Fig. 2: Pre-miR-155-RIBOTAC selectively degrades pre-miR-155 in an RNase-L-dependent manner in breast cancer cells.
From: Programming inactive RNA-binding small molecules into bioactive degraders
a, Schematic of converting an inert binder engaging pre-miR-155 into an active RIBOTAC degrader. b, Structures of the compounds used to target pre-miR-155. c, The effects of pre-miR-155-RIBOTAC on mature (mat) (n = 4 biological replicates), pre- (n = 3 biological replicates) and pri- (n = 3 biological replicates) miR-155 levels, competed by increasing concentrations of pre-miR-155-binder in MDA-MB-231 cells. d, The effect of siRNA knockdown of RNase L on pre-miR-155-RIBOTAC-mediated cleavage of pre-miR-155 in MDA-MB-231 cells, as determined using RT–qPCR. n = 3 biological replicates. e, Immunoprecipitation of pre-miR-155 using an anti-RNase L antibody in the presence of pre-miR-155-RIBOTAC in MDA-MB-231 cells (n = 3 biological replicates). f, The effect of pre-miR-155-amide-binder (left; 100 nM; n = 4 biological replicates) and pre-miR-155-RIBOTAC (right; 100 nM; n = 3 biological replicates) on the levels of the 373 miRNAs expressed in MDA-MB-231 cells.
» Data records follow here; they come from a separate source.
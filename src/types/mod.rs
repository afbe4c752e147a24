pub mod error;
pub mod row;
pub mod value;

// Common type aliases
pub type RowId = u64;
pub type TransactionId = u64;
pub type Timestamp = u64;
FC, fold change. g, Western blot analysis of SOCS1, a direct target of miR-155, after treatment of MDA-MB-231 cells with pre-miR-155-RIBOTAC (n = 3 biological replicates). h, The effect of pre-miR-155-RIBOTAC on the activity of a SOCS1 3′ UTR-luciferase reporter transfected into HEK293T cells, establishing both dose (left) and time dependence (right; n = 4 biological replicates). Data are mean ± s.d. (c–e, g and h). Statistical significance was determined using two-tailed Student’s t-tests (c–e, g and h) or a Wald’s test (f).